By the way, your proof is flawed because $\sum_{n = 1}^\infty e^{inx}$ diverges in view of the fact that $|e^{ix}| = 1$ if $x$ is real. The series $\sum_{n = 1}^\infty e^{inx}$ converges to $e^{ix}/(1 - e^{ix})$ whenever $\textbf{I}[x] > 0$, that is, $\textbf{I}[\sum_{n = 1}^\infty e^{inx}] = (\sin x)/(2 - 2\cos x)$ provided $\textbf{I}[x] > 0$. Indeed, $\textbf{I}[\sum_{n = 1}^\infty e^{inx}] = \sum_{n = 1}^\infty \sin nx$, which clearly does not converge if $x$ is real (unless $x \in \pi \mathbb{Z}$, of course). –  glebovg Jun 28 at 8:42

It seems to have escaped attention that this sum may be evaluated using harmonic summation techniques which can be an instructive exercise and usually succeeds on Fourier series. Here is an opportunity to contribute to an interesting, diverse and visually appealing series of posts.

Introduce $S(x)%$ given by $$S(x) = \sum_{n\ge 1} \frac{1}{n}\cos(nx).$$

The sum term is harmonic and may be evaluated by inverting its Mellin transform.

Recall the harmonic sum identity $$\mathfrak{M}\left(\sum_{k\ge 1} \lambda_k g(\mu_k x);s\right) = \left(\sum_{k\ge 1} \frac{\lambda_k}{\mu_k^s} \right) g^*(s)$$ where $g^*(s)$ is the Mellin transform of $g(x).$

In the present case we have $$\lambda_k = \frac{1}{k}, \quad \mu_k = k \quad \text{and} \quad g(x) = \cos(x).$$ We need the Mellin transform $g^*(s)$ of $g(x)$.

Now the Mellin transform of $\cos(x)$ was computed at this MSE link and found to be $$\Gamma(s) \cos(\pi s/2)$$

It follows that the Mellin transform $Q(s)$ of the harmonic sum $S(x)$ is given by

$$Q(s) = \Gamma(s)\cos(\pi s/2) \zeta(s+1) \quad\text{because}\quad \sum_{k\ge 1} \frac{\lambda_k}{\mu_k^s} = \sum_{k\ge 1} \frac{1}{k} \frac{1}{k^s} = \zeta(s+1)$$ for $\Re(s) > 0.$

The Mellin inversion integral here is $$\frac{1}{2\pi i} \int_{1/2-i\infty}^{1/2+i\infty} Q(s)/x^s ds$$ which we evaluate by shifting it to the left for an expansion about zero.

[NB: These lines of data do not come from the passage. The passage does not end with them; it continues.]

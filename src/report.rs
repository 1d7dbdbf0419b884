use std::fmt::Write;

use crate::models::AppointmentSnapshot;

pub fn build_report(snapshot: &AppointmentSnapshot) -> String {
    let mut output = String::new();

    let _ = writeln!(output, "# Appointment Oversight Report");
    let _ = writeln!(
        output,
        "Window: {} to {}",
        snapshot.timeframe.start.format("%Y-%m-%d %H:%M UTC"),
        snapshot.timeframe.end.format("%Y-%m-%d %H:%M UTC")
    );
    let _ = writeln!(output);

    let _ = writeln!(output, "## Status Mix");
    let totals = &snapshot.totals;
    let _ = writeln!(output, "- Total appointments: {}", totals.total);
    let _ = writeln!(output, "- Completed: {}", totals.completed);
    let _ = writeln!(output, "- Cancelled: {}", totals.cancelled);
    let _ = writeln!(output, "- No-shows: {}", totals.no_show);
    let _ = writeln!(output, "- In progress: {}", totals.in_progress);
    let _ = writeln!(output, "- Upcoming: {}", totals.upcoming);

    let _ = writeln!(output);
    let _ = writeln!(output, "## Performance");
    let performance = &snapshot.performance;
    let _ = writeln!(
        output,
        "- Completion rate {:.0}%, cancellation rate {:.0}%, no-show rate {:.0}%",
        performance.completion_rate * 100.0,
        performance.cancellation_rate * 100.0,
        performance.no_show_rate * 100.0
    );
    let _ = writeln!(
        output,
        "- Revenue ${:.2} across completed visits (avg ticket ${:.2})",
        performance.total_revenue, performance.average_ticket
    );
    let _ = writeln!(
        output,
        "- Average service duration {:.0} minutes",
        performance.average_duration
    );

    let _ = writeln!(output);
    let _ = writeln!(output, "## Cancellation Hotspots");
    if snapshot.cancellations.is_empty() {
        let _ = writeln!(output, "No cancellations recorded for this window.");
    } else {
        for pattern in snapshot.cancellations.iter().take(5) {
            let _ = writeln!(
                output,
                "- {}: {} cancellations ({:.0}% of all)",
                pattern.label,
                pattern.count,
                pattern.share * 100.0
            );
        }
    }

    let _ = writeln!(output);
    let _ = writeln!(output, "## Fraud Signals");
    if snapshot.fraud_alerts.is_empty() {
        let _ = writeln!(output, "No fraud signals for this window.");
    } else {
        let mut ranked: Vec<_> = snapshot.fraud_alerts.iter().collect();
        ranked.sort_by(|a, b| {
            b.score
                .partial_cmp(&a.score)
                .unwrap_or(std::cmp::Ordering::Equal)
        });
        for alert in ranked.iter().take(10) {
            let _ = writeln!(output, "- [{:.2}] {}", alert.score, alert.summary);
        }
    }

    let _ = writeln!(output);
    let _ = writeln!(output, "## Dispute Queue");
    if snapshot.disputes.is_empty() {
        let _ = writeln!(output, "No dispute candidates for this window.");
    } else {
        for dispute in snapshot.disputes.iter().take(10) {
            let _ = writeln!(
                output,
                "- {} ({}, ${:.0}): {}",
                dispute.customer_name.as_deref().unwrap_or("Unknown customer"),
                dispute.salon_name.as_deref().unwrap_or("unknown salon"),
                dispute.amount.unwrap_or(0.0),
                dispute.reason
            );
        }
    }

    let _ = writeln!(output);
    let _ = writeln!(output, "## Top Salons");
    if snapshot.salon_performance.is_empty() {
        let _ = writeln!(output, "No salon activity for this window.");
    } else {
        for salon in &snapshot.salon_performance {
            let _ = writeln!(
                output,
                "- {}: {} appointments, {} completed, {} cancelled, {} no-shows, ${:.2} revenue",
                salon.salon_name.as_deref().unwrap_or("Unnamed salon"),
                salon.total,
                salon.completed,
                salon.cancelled,
                salon.no_show,
                salon.total_revenue
            );
        }
    }

    let _ = writeln!(output);
    let _ = writeln!(output, "## Recent No-Shows");
    if snapshot.no_shows.recent.is_empty() {
        let _ = writeln!(output, "No recent no-shows.");
    } else {
        for record in &snapshot.no_shows.recent {
            let when = record
                .start_time
                .map(|start| start.format("%Y-%m-%d %H:%M").to_string())
                .unwrap_or_else(|| "unknown time".to_string());
            let _ = writeln!(
                output,
                "- {} at {} on {} (${:.0})",
                record.customer_name.as_deref().unwrap_or("Unknown customer"),
                record.salon_name.as_deref().unwrap_or("unknown salon"),
                when,
                record.total_price.unwrap_or(0.0)
            );
        }
    }

    output
}
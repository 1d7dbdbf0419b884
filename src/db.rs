use anyhow::Context;
use chrono::{DateTime, Duration, NaiveDate, Utc};
use sqlx::{PgPool, Row};
use uuid::Uuid;

use crate::models::{AppointmentRow, AppointmentStatus, DailyAnalyticsRow, SalonStats};

pub async fn init_db(pool: &PgPool) -> anyhow::Result<()> {
    sqlx::migrate!("./migrations").run(pool).await?;
    Ok(())
}

fn row_from_overview(row: &sqlx::postgres::PgRow) -> AppointmentRow {
    let status: Option<String> = row.get("status");
    AppointmentRow {
        id: row.get("id"),
        salon_id: row.get("salon_id"),
        staff_id: row.get("staff_id"),
        customer_id: row.get("customer_id"),
        customer_email: row.get("customer_email"),
        status: AppointmentStatus::parse(status.as_deref()),
        start_time: row.get("start_time"),
        created_at: row.get("created_at"),
        updated_at: row.get("updated_at"),
        total_price: row.get("total_price"),
        duration_minutes: row.get("duration_minutes"),
        salon_name: row.get("salon_name"),
        customer_name: row.get("customer_name"),
        staff_name: row.get("staff_name"),
    }
}

pub async fn fetch_appointments(
    pool: &PgPool,
    start: DateTime<Utc>,
    end: DateTime<Utc>,
    limit: i64,
) -> anyhow::Result<Vec<AppointmentRow>> {
    let records = sqlx::query(
        "SELECT id, salon_id, staff_id, customer_id, customer_email, status, \
         start_time, created_at, updated_at, total_price, duration_minutes, \
         salon_name, customer_name, staff_name \
         FROM appointment_oversight.appointment_overview \
         WHERE start_time >= $1 AND start_time <= $2 \
         ORDER BY start_time DESC \
         LIMIT $3",
    )
    .bind(start)
    .bind(end)
    .bind(limit)
    .fetch_all(pool)
    .await
    .context("failed to fetch appointment rows")?;

    Ok(records.iter().map(row_from_overview).collect())
}

pub async fn fetch_recent_overview(
    pool: &PgPool,
    limit: i64,
) -> anyhow::Result<Vec<AppointmentRow>> {
    let records = sqlx::query(
        "SELECT id, salon_id, staff_id, customer_id, customer_email, status, \
         start_time, created_at, updated_at, total_price, duration_minutes, \
         salon_name, customer_name, staff_name \
         FROM appointment_oversight.appointment_overview \
         ORDER BY start_time DESC NULLS LAST \
         LIMIT $1",
    )
    .bind(limit)
    .fetch_all(pool)
    .await
    .context("failed to fetch recent overview rows")?;

    Ok(records.iter().map(row_from_overview).collect())
}

pub async fn fetch_daily_analytics(
    pool: &PgPool,
    since: NaiveDate,
    limit: i64,
) -> anyhow::Result<Vec<DailyAnalyticsRow>> {
    let records = sqlx::query(
        "SELECT date, platform_appointments, platform_cancelled_appointments, \
         platform_no_shows, platform_completed_appointments \
         FROM appointment_oversight.daily_platform_analytics \
         WHERE date >= $1 \
         ORDER BY date DESC \
         LIMIT $2",
    )
    .bind(since)
    .bind(limit)
    .fetch_all(pool)
    .await
    .context("failed to fetch daily analytics rows")?;

    Ok(records
        .iter()
        .map(|row| DailyAnalyticsRow {
            date: row.get("date"),
            platform_appointments: row.get("platform_appointments"),
            platform_cancelled_appointments: row.get("platform_cancelled_appointments"),
            platform_no_shows: row.get("platform_no_shows"),
            platform_completed_appointments: row.get("platform_completed_appointments"),
        })
        .collect())
}

pub async fn fetch_salon_stats(
    pool: &PgPool,
    salon_id: Uuid,
    start: DateTime<Utc>,
    end: DateTime<Utc>,
) -> anyhow::Result<SalonStats> {
    let row = sqlx::query(
        "SELECT COUNT(*) AS total_appointments, \
         COUNT(*) FILTER (WHERE status = 'completed') AS completed_appointments, \
         COUNT(*) FILTER (WHERE status = 'cancelled') AS cancelled_appointments, \
         COUNT(*) FILTER (WHERE status = 'no_show') AS no_show_appointments, \
         COALESCE(SUM(total_price) FILTER (WHERE status = 'completed'), 0)::double precision AS total_revenue, \
         COALESCE(AVG(duration_minutes), 0)::double precision AS avg_service_duration \
         FROM appointment_oversight.appointments \
         WHERE salon_id = $1 AND start_time >= $2 AND start_time <= $3",
    )
    .bind(salon_id)
    .bind(start)
    .bind(end)
    .fetch_one(pool)
    .await
    .context("failed to fetch salon stats")?;

    Ok(SalonStats {
        total_appointments: row.get("total_appointments"),
        completed_appointments: row.get("completed_appointments"),
        cancelled_appointments: row.get("cancelled_appointments"),
        no_show_appointments: row.get("no_show_appointments"),
        total_revenue: row.get("total_revenue"),
        avg_service_duration: row.get("avg_service_duration"),
    })
}

pub async fn seed(pool: &PgPool) -> anyhow::Result<()> {
    let salons = vec![
        (
            Uuid::parse_str("6f1f3b52-8c7e-4f05-9b62-4df1c3a9d7a1")?,
            "Shear Genius",
        ),
        (
            Uuid::parse_str("b4b9a7e3-1d26-4c43-8e0a-5e2f9d6c1b8f")?,
            "Polished & Co",
        ),
    ];

    for (id, name) in &salons {
        sqlx::query(
            r#"
            INSERT INTO appointment_oversight.salons (id, name)
            VALUES ($1, $2)
            ON CONFLICT (name) DO NOTHING
            "#,
        )
        .bind(id)
        .bind(name)
        .execute(pool)
        .await?;
    }

    let staff = vec![
        (
            Uuid::parse_str("2a8e6c1d-7b4f-4d92-a3e5-9c0f1b6d8e27")?,
            salons[0].0,
            "Mara Quinn",
        ),
        (
            Uuid::parse_str("9d3b5f7a-0c2e-4861-b4d9-7e5a1f8c3b60")?,
            salons[1].0,
            "Theo Park",
        ),
    ];

    for (id, salon_id, full_name) in &staff {
        sqlx::query(
            r#"
            INSERT INTO appointment_oversight.staff (id, salon_id, full_name)
            VALUES ($1, $2, $3)
            ON CONFLICT (salon_id, full_name) DO NOTHING
            "#,
        )
        .bind(id)
        .bind(salon_id)
        .bind(full_name)
        .execute(pool)
        .await?;
    }

    let customers = vec![
        (
            Uuid::parse_str("c5e2d9f1-3a84-4b67-90c3-1f7e8a2d5b49")?,
            "Avery Lee",
            "avery.lee@example.com",
        ),
        (
            Uuid::parse_str("e7a4b1c8-5d20-4f39-82e6-3b9c0d7f4a15")?,
            "Jules Moreno",
            "jules.moreno@example.com",
        ),
    ];

    for (id, full_name, email) in &customers {
        sqlx::query(
            r#"
            INSERT INTO appointment_oversight.customers (id, full_name, email)
            VALUES ($1, $2, $3)
            ON CONFLICT (email) DO UPDATE SET full_name = EXCLUDED.full_name
            "#,
        )
        .bind(id)
        .bind(full_name)
        .bind(email)
        .execute(pool)
        .await?;
    }

    let now = Utc::now();
    let appointments = vec![
        // A completed visit, a high-value late cancellation, and a no-show,
        // enough for a seeded snapshot to show every section.
        (
            "seed-001",
            salons[0].0,
            staff[0].0,
            customers[0].0,
            "completed",
            now - Duration::days(2),
            Some(95.0),
            Some(60),
        ),
        (
            "seed-002",
            salons[0].0,
            staff[0].0,
            customers[1].0,
            "cancelled",
            now - Duration::days(1),
            Some(320.0),
            Some(90),
        ),
        (
            "seed-003",
            salons[1].0,
            staff[1].0,
            customers[0].0,
            "no_show",
            now - Duration::days(3),
            Some(140.0),
            Some(45),
        ),
        (
            "seed-004",
            salons[1].0,
            staff[1].0,
            customers[1].0,
            "confirmed",
            now + Duration::days(1),
            Some(75.0),
            Some(30),
        ),
    ];

    for (source_key, salon_id, staff_id, customer_id, status, start_time, price, duration) in
        appointments
    {
        sqlx::query(
            r#"
            INSERT INTO appointment_oversight.appointments
            (id, salon_id, staff_id, customer_id, status, start_time, updated_at,
             total_price, duration_minutes, source_key)
            VALUES ($1, $2, $3, $4, $5, $6, $7, $8, $9, $10)
            ON CONFLICT (source_key) DO NOTHING
            "#,
        )
        .bind(Uuid::new_v4())
        .bind(salon_id)
        .bind(staff_id)
        .bind(customer_id)
        .bind(status)
        .bind(start_time)
        .bind(now - Duration::hours(1))
        .bind(price)
        .bind(duration)
        .bind(source_key)
        .execute(pool)
        .await?;
    }

    Ok(())
}

pub async fn import_csv(pool: &PgPool, csv_path: &std::path::Path) -> anyhow::Result<usize> {
    #[derive(serde::Deserialize)]
    struct CsvRow {
        salon_name: String,
        staff_name: Option<String>,
        customer_name: Option<String>,
        customer_email: Option<String>,
        status: String,
        start_time: Option<DateTime<Utc>>,
        updated_at: Option<DateTime<Utc>>,
        total_price: Option<f64>,
        duration_minutes: Option<i32>,
        source_key: Option<String>,
    }

    let mut reader = csv::Reader::from_path(csv_path)?;
    let mut inserted = 0usize;

    for result in reader.deserialize::<CsvRow>() {
        let row = result?;

        let salon_id: Uuid = sqlx::query(
            r#"
            INSERT INTO appointment_oversight.salons (id, name)
            VALUES ($1, $2)
            ON CONFLICT (name) DO UPDATE SET name = EXCLUDED.name
            RETURNING id
            "#,
        )
        .bind(Uuid::new_v4())
        .bind(&row.salon_name)
        .fetch_one(pool)
        .await?
        .get("id");

        let staff_id: Option<Uuid> = match &row.staff_name {
            Some(full_name) => Some(
                sqlx::query(
                    r#"
                    INSERT INTO appointment_oversight.staff (id, salon_id, full_name)
                    VALUES ($1, $2, $3)
                    ON CONFLICT (salon_id, full_name) DO UPDATE SET full_name = EXCLUDED.full_name
                    RETURNING id
                    "#,
                )
                .bind(Uuid::new_v4())
                .bind(salon_id)
                .bind(full_name)
                .fetch_one(pool)
                .await?
                .get("id"),
            ),
            None => None,
        };

        // Rows without an email become guest bookings with no customer link.
        let customer_id: Option<Uuid> = match &row.customer_email {
            Some(email) => Some(
                sqlx::query(
                    r#"
                    INSERT INTO appointment_oversight.customers (id, full_name, email)
                    VALUES ($1, $2, $3)
                    ON CONFLICT (email) DO UPDATE SET full_name = COALESCE(EXCLUDED.full_name, appointment_oversight.customers.full_name)
                    RETURNING id
                    "#,
                )
                .bind(Uuid::new_v4())
                .bind(&row.customer_name)
                .bind(email)
                .fetch_one(pool)
                .await?
                .get("id"),
            ),
            None => None,
        };

        let source_key = row
            .source_key
            .unwrap_or_else(|| format!("import-{}", Uuid::new_v4()));

        let result = sqlx::query(
            r#"
            INSERT INTO appointment_oversight.appointments
            (id, salon_id, staff_id, customer_id, status, start_time, updated_at,
             total_price, duration_minutes, source_key)
            VALUES ($1, $2, $3, $4, $5, $6, $7, $8, $9, $10)
            ON CONFLICT (source_key) DO NOTHING
            "#,
        )
        .bind(Uuid::new_v4())
        .bind(salon_id)
        .bind(staff_id)
        .bind(customer_id)
        .bind(&row.status)
        .bind(row.start_time)
        .bind(row.updated_at)
        .bind(row.total_price)
        .bind(row.duration_minutes)
        .bind(source_key)
        .execute(pool)
        .await?;

        if result.rows_affected() > 0 {
            inserted += 1;
        }
    }

    Ok(inserted)
}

The zeros of the cosine term at the negative odd integers cancel the poles of the gamma function at those values. No additional cancelation is gained from the trivial zeros of the zeta function term $\zeta(s+1)$ as these are (also) at the odd negative integers to the left of $-1.$ This leaves the pole from the zeta term at $s=0$ and the poles of the gamma function at negative even integers to the left of zero.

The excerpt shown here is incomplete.